_Your assignment_
If a line of the records contains the word "CoinCollected", list it.

_Records for processing_
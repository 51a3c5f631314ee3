//! Repeating timer on a logical clock
//!
//! The session advances the timer by one frame's worth of time per poll and
//! queues one event per elapsed period. Nothing runs on another thread.

use std::time::Duration;

#[derive(Debug, Clone)]
pub struct RepeatingTimer {
    interval: Duration,
    elapsed: Duration,
    armed: bool,
}

impl RepeatingTimer {
    /// A disarmed timer with the given period
    pub fn new(interval: Duration) -> Self {
        debug_assert!(!interval.is_zero(), "timer interval must be positive");
        Self {
            interval,
            elapsed: Duration::ZERO,
            armed: false,
        }
    }

    /// Start counting from zero
    pub fn arm(&mut self) {
        self.armed = true;
        self.elapsed = Duration::ZERO;
    }

    pub fn disarm(&mut self) {
        self.armed = false;
    }

    pub fn is_armed(&self) -> bool {
        self.armed
    }

    /// Advance by `dt`; returns how many periods completed
    pub fn advance(&mut self, dt: Duration) -> u32 {
        if !self.armed || self.interval.is_zero() {
            return 0;
        }
        self.elapsed += dt;
        let mut fired = 0;
        while self.elapsed >= self.interval {
            self.elapsed -= self.interval;
            fired += 1;
        }
        fired
    }
}
//! PGSQR - a tiny arena arcade game
//!
//! A white square lives inside a walled arena. Arrow keys move it toward the
//! coin; black squares fly in from the screen edges and reset the score.
//!
//! Core modules:
//! - `sim`: Deterministic simulation (movement, collisions, spawning, scoring)
//! - `session`: Game loop driving input -> simulate -> render
//! - `platform`: Input events, timers and frame pacing
//! - `renderer`: Draw lists handed to a render sink
//! - `audio`: Sound cues handed to an audio sink
//! - `settings` / `tuning`: Data-driven configuration and game balance

pub mod audio;
pub mod error;
pub mod platform;
pub mod renderer;
pub mod session;
pub mod settings;
pub mod sim;
pub mod tuning;

pub use error::StartupError;
pub use session::{Session, SessionPhase};
pub use settings::Settings;
pub use tuning::Tuning;

/// Game configuration constants
pub mod consts {
    /// Target loop cadence (frames per second)
    pub const FRAME_RATE: u32 = 60;
    /// Highest accepted cadence
    pub const MAX_FRAME_RATE: u32 = 1000;

    /// Screen dimensions
    pub const SCREEN_WIDTH: f32 = 700.0;
    pub const SCREEN_HEIGHT: f32 = 500.0;

    /// Arena walls: thin bars of `WALL_LENGTH` around the screen center
    pub const WALL_THICKNESS: f32 = 10.0;
    pub const WALL_LENGTH: f32 = 300.0;
    pub const ARENA_LEFT: f32 = SCREEN_WIDTH / 2.0 - WALL_LENGTH / 2.0;
    pub const ARENA_TOP: f32 = SCREEN_HEIGHT / 2.0 - WALL_LENGTH / 2.0;

    /// One maze cell. The arena holds a 3x3 grid of them.
    pub const TILE_SIZE: f32 = WALL_LENGTH / 3.5;
    /// Number of lanes per axis for coins and enemies
    pub const LANES: u32 = 3;

    /// Player defaults
    pub const PLAYER_SIZE: f32 = TILE_SIZE;
    pub const PLAYER_SPEED: f32 = 7.0; // px per frame
    pub const PLAYER_START_X: f32 = ARENA_LEFT + 20.0;
    pub const PLAYER_START_Y: f32 = ARENA_TOP + WALL_LENGTH - TILE_SIZE - 10.0;
    /// Gap left between player and wall after a step-move wall hit
    pub const STEP_WALL_CLEARANCE: f32 = WALL_LENGTH / 3.0 - TILE_SIZE;
    /// Player speed must stay below this so a move always overlaps a wall it crosses
    pub const MAX_PLAYER_SPEED: f32 = WALL_THICKNESS;

    /// Coin defaults
    pub const COIN_SIZE: f32 = 30.0;

    /// Enemy defaults
    pub const ENEMY_SIZE: f32 = 20.0;
    pub const ENEMY_SPEED: f32 = 5.0; // px per frame
    /// Distance from the screen edge where enemies appear
    pub const ENEMY_EDGE_INSET: f32 = 20.0;
    pub const ENEMY_SPAWN_INTERVAL_MS: u64 = 750;
    /// Enemy speed must stay below this so an enemy cannot skip over the player
    pub const MAX_ENEMY_SPEED: f32 = PLAYER_SIZE + ENEMY_SIZE;
    /// Enemies this far past the screen edge are dropped
    pub const ENEMY_CULL_MARGIN: f32 = 2.0 * ENEMY_SIZE;

    /// Audio
    pub const COIN_PICKUP_VOLUME: f32 = 0.3;

    /// HUD layout
    pub const HUD_FONT_SIZE: f32 = 20.0;
    pub const HUD_SCORE_POS: (f32, f32) = (30.0, 30.0);
    pub const HUD_BEST_POS: (f32, f32) = (30.0, 50.0);
    pub const HUD_CAPTION_POS: (f32, f32) = (200.0, 80.0);
    pub const HUD_CAPTION: &str = "Use arrow keys to take the coin";
}
//! Fixed timestep simulation tick
//!
//! One call to [`tick`] is one frame: queued commands first, then movement,
//! then pickups, then enemy hits.

use super::collision::apply_velocity_and_resolve;
use super::spawn::cull_bounds;
use super::state::{Command, GameEvent, GameState};
use super::world::EntityClass;

/// Input commands for a single tick (deterministic)
#[derive(Debug, Clone, Default)]
pub struct TickInput {
    /// Applied in order before the simulation step
    pub commands: Vec<Command>,
}

impl TickInput {
    pub fn new(commands: Vec<Command>) -> Self {
        Self { commands }
    }

    pub fn push(&mut self, command: Command) {
        self.commands.push(command);
    }

    pub fn clear(&mut self) {
        self.commands.clear();
    }
}

/// Advance the game state by one frame
pub fn tick(state: &mut GameState, input: &TickInput) {
    for &command in &input.commands {
        state.apply(command);
    }

    // Nothing moves once the session has stopped
    if state.game_over {
        return;
    }

    state.time_ticks += 1;
    step(state);
}

/// The simulation step proper: advance, cull, coin test, enemy test
pub fn step(state: &mut GameState) {
    apply_velocity_and_resolve(&mut state.player, state.world.walls());
    state.world.advance();

    if let Some(margin) = state.tuning.enemy_cull_margin {
        let bounds = cull_bounds(margin);
        let count = state
            .world
            .retain(|e| e.class() != EntityClass::Enemy || e.rect.intersects(&bounds));
        if count > 0 {
            log::debug!("Culled {} enemies off screen", count);
            state.events.push(GameEvent::EnemiesCulled { count });
        }
    }

    collect_coins(state);
    check_enemy_hits(state);
}

/// Coin test runs before the enemy test every frame
fn collect_coins(state: &mut GameState) {
    let taken = state
        .world
        .take_overlapping(&state.player.rect, EntityClass::Coin);
    if taken.is_empty() {
        return;
    }

    state.score += 1;
    state.events.push(GameEvent::CoinCollected { score: state.score });
    state.spawn_coin();
}

fn check_enemy_hits(state: &mut GameState) {
    let hits = state
        .world
        .take_overlapping(&state.player.rect, EntityClass::Enemy);
    if hits.is_empty() {
        return;
    }

    let lost = state.score;
    state.best = state.best.max(lost);
    state.score = 0;
    log::info!(
        "Hit by {} enemy(s): score {} lost, best {}",
        hits.len(),
        lost,
        state.best
    );
    state.events.push(GameEvent::PlayerHit {
        lost,
        best: state.best,
    });
}

#[cfg(test)]
mod tests {
    use super::*;
    use crate::consts::*;
    use crate::sim::input::Direction;
    use crate::sim::rect::Rect;
    use crate::sim::state::GamePhase;
    use crate::sim::world::EntityKind;
    use crate::tuning::Tuning;
    use glam::Vec2;

    fn input(commands: &[Command]) -> TickInput {
        TickInput::new(commands.to_vec())
    }

    /// Replace the live coin with one `offset` px right of the player
    fn coin_ahead(state: &mut GameState, offset: f32) -> Rect {
        state.world.retain(|e| e.class() != EntityClass::Coin);
        let rect = Rect::square(
            Vec2::new(state.player.rect.right() + offset, state.player.rect.top() + 10.0),
            COIN_SIZE,
        );
        state.world.spawn(EntityKind::Coin, rect);
        rect
    }

    fn enemy_on_player(state: &mut GameState) {
        let rect = Rect::square(state.player.rect.center(), ENEMY_SIZE);
        state.world.spawn(
            EntityKind::Enemy {
                vel: Vec2::new(0.0, -ENEMY_SPEED),
            },
            rect,
        );
    }

    #[test]
    fn test_idle_tick_changes_nothing() {
        let mut state = GameState::new(12345, Tuning::default());
        let before = state.player.rect;
        tick(&mut state, &TickInput::default());
        assert_eq!(state.player.rect, before);
        assert_eq!(state.time_ticks, 1);
        assert_eq!(state.phase(), GamePhase::NotStarted);
    }

    #[test]
    fn test_coin_pickup_scores_once_and_respawns() {
        let mut state = GameState::new(12345, Tuning::default());
        let old = coin_ahead(&mut state, 1.0);
        tick(&mut state, &input(&[Command::Press(Direction::Right)]));

        assert_eq!(state.score, 1);
        let coins: Vec<_> = state.world.coins().collect();
        assert_eq!(coins.len(), 1);
        assert_ne!(coins[0].rect, old);
        assert!(!coins[0].rect.intersects(&state.player.rect));
        assert!(state.events.contains(&GameEvent::CoinCollected { score: 1 }));

        // the old coin is gone; standing still must not score again
        tick(&mut state, &input(&[Command::Release(Direction::Right)]));
        assert_eq!(state.score, 1);
    }

    #[test]
    fn test_two_overlapping_coins_score_one() {
        let mut state = GameState::new(12345, Tuning::default());
        let rect = coin_ahead(&mut state, 1.0);
        state.world.spawn(EntityKind::Coin, rect);
        tick(&mut state, &input(&[Command::Press(Direction::Right)]));
        assert_eq!(state.score, 1);
        assert_eq!(state.world.coins().count(), 1);
    }

    #[test]
    fn test_enemy_hit_resets_score_and_keeps_best() {
        let mut state = GameState::new(12345, Tuning::default());
        state.apply(Command::Press(Direction::Up));
        state.apply(Command::Release(Direction::Up));
        state.score = 4;
        state.best = 2;

        enemy_on_player(&mut state);
        enemy_on_player(&mut state);
        enemy_on_player(&mut state);
        tick(&mut state, &TickInput::default());

        assert_eq!(state.score, 0);
        assert_eq!(state.best, 4);
        assert_eq!(state.world.enemies().count(), 0);
        let hits = state
            .events
            .iter()
            .filter(|e| matches!(e, GameEvent::PlayerHit { .. }))
            .count();
        assert_eq!(hits, 1);
    }

    #[test]
    fn test_enemy_hit_never_lowers_best() {
        let mut state = GameState::new(12345, Tuning::default());
        state.score = 1;
        state.best = 9;
        enemy_on_player(&mut state);
        tick(&mut state, &TickInput::default());
        assert_eq!((state.score, state.best), (0, 9));
    }

    #[test]
    fn test_coin_then_enemy_same_frame() {
        let mut state = GameState::new(12345, Tuning::default());
        state.score = 2;
        coin_ahead(&mut state, 1.0);
        enemy_on_player(&mut state);
        tick(&mut state, &input(&[Command::Press(Direction::Right)]));
        // coin counted first, then lost with the rest
        assert_eq!(state.best, 3);
        assert_eq!(state.score, 0);
    }

    #[test]
    fn test_spawn_timer_before_start_does_nothing() {
        let mut state = GameState::new(12345, Tuning::default());
        tick(&mut state, &input(&[Command::SpawnEnemy, Command::SpawnEnemy]));
        assert_eq!(state.world.enemies().count(), 0);
    }

    #[test]
    fn test_spawned_enemy_is_live() {
        let mut state = GameState::new(12345, Tuning::default());
        tick(&mut state, &input(&[Command::Press(Direction::Up), Command::SpawnEnemy]));
        assert_eq!(state.world.enemies().count(), 1);
        assert!(
            state
                .events
                .iter()
                .any(|e| matches!(e, GameEvent::EnemySpawned { .. }))
        );
    }

    #[test]
    fn test_enemies_move_and_get_culled() {
        let mut state = GameState::new(12345, Tuning::default());
        // top-right corner, heading off screen, nowhere near the arena
        let id = state.world.spawn(
            EntityKind::Enemy {
                vel: Vec2::new(ENEMY_SPEED, 0.0),
            },
            Rect::square(Vec2::new(600.0, 20.0), ENEMY_SIZE),
        );

        tick(&mut state, &TickInput::default());
        let left = state.world.enemies().find(|e| e.id == id).map(|e| e.rect.left());
        assert_eq!(left, Some(605.0));

        let mut culled = false;
        for _ in 0..100 {
            tick(&mut state, &TickInput::default());
            culled |= state
                .drain_events()
                .any(|e| matches!(e, GameEvent::EnemiesCulled { count: 1 }));
        }
        assert!(culled);
        assert_eq!(state.world.enemies().count(), 0);
    }

    #[test]
    fn test_culling_disabled_keeps_enemies() {
        let tuning = Tuning {
            enemy_cull_margin: None,
            ..Tuning::default()
        };
        let mut state = GameState::new(12345, tuning);
        state.apply(Command::Press(Direction::Up));
        state.apply(Command::Release(Direction::Up));
        // far away from the player, heading further away
        state.world.spawn(
            EntityKind::Enemy {
                vel: Vec2::new(-ENEMY_SPEED, 0.0),
            },
            Rect::square(Vec2::new(5.0, 5.0), ENEMY_SIZE),
        );
        for _ in 0..500 {
            tick(&mut state, &TickInput::default());
        }
        assert_eq!(state.world.enemies().count(), 1);
    }

    #[test]
    fn test_quit_stops_simulation() {
        let mut state = GameState::new(12345, Tuning::default());
        tick(&mut state, &input(&[Command::Press(Direction::Right)]));
        let pos = state.player.rect.pos;
        tick(&mut state, &input(&[Command::Quit, Command::Press(Direction::Down)]));
        assert_eq!(state.phase(), GamePhase::Stopped);
        assert_eq!(state.player.rect.pos, pos);
        assert_eq!(state.time_ticks, 1);
    }

    #[test]
    fn test_determinism() {
        // Two states with same seed should produce identical results
        let mut state1 = GameState::new(99999, Tuning::default());
        let mut state2 = GameState::new(99999, Tuning::default());

        let inputs = [
            input(&[Command::Press(Direction::Right)]),
            input(&[Command::SpawnEnemy]),
            input(&[Command::Press(Direction::Up), Command::SpawnEnemy]),
            TickInput::default(),
            input(&[Command::Release(Direction::Right), Command::SpawnEnemy]),
        ];

        for _ in 0..20 {
            for input in &inputs {
                tick(&mut state1, input);
                tick(&mut state2, input);
            }
        }

        assert_eq!(state1.time_ticks, state2.time_ticks);
        assert_eq!(state1.player.rect, state2.player.rect);
        assert_eq!((state1.score, state1.best), (state2.score, state2.best));
        let rects1: Vec<_> = state1.world.iter().map(|e| e.rect).collect();
        let rects2: Vec<_> = state2.world.iter().map(|e| e.rect).collect();
        assert_eq!(rects1, rects2);
    }
}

_Exercise response_
    state.events.push(GameEvent::CoinCollected { score: state.score });
        assert!(state.events.contains(&GameEvent::CoinCollected { score: 1 }));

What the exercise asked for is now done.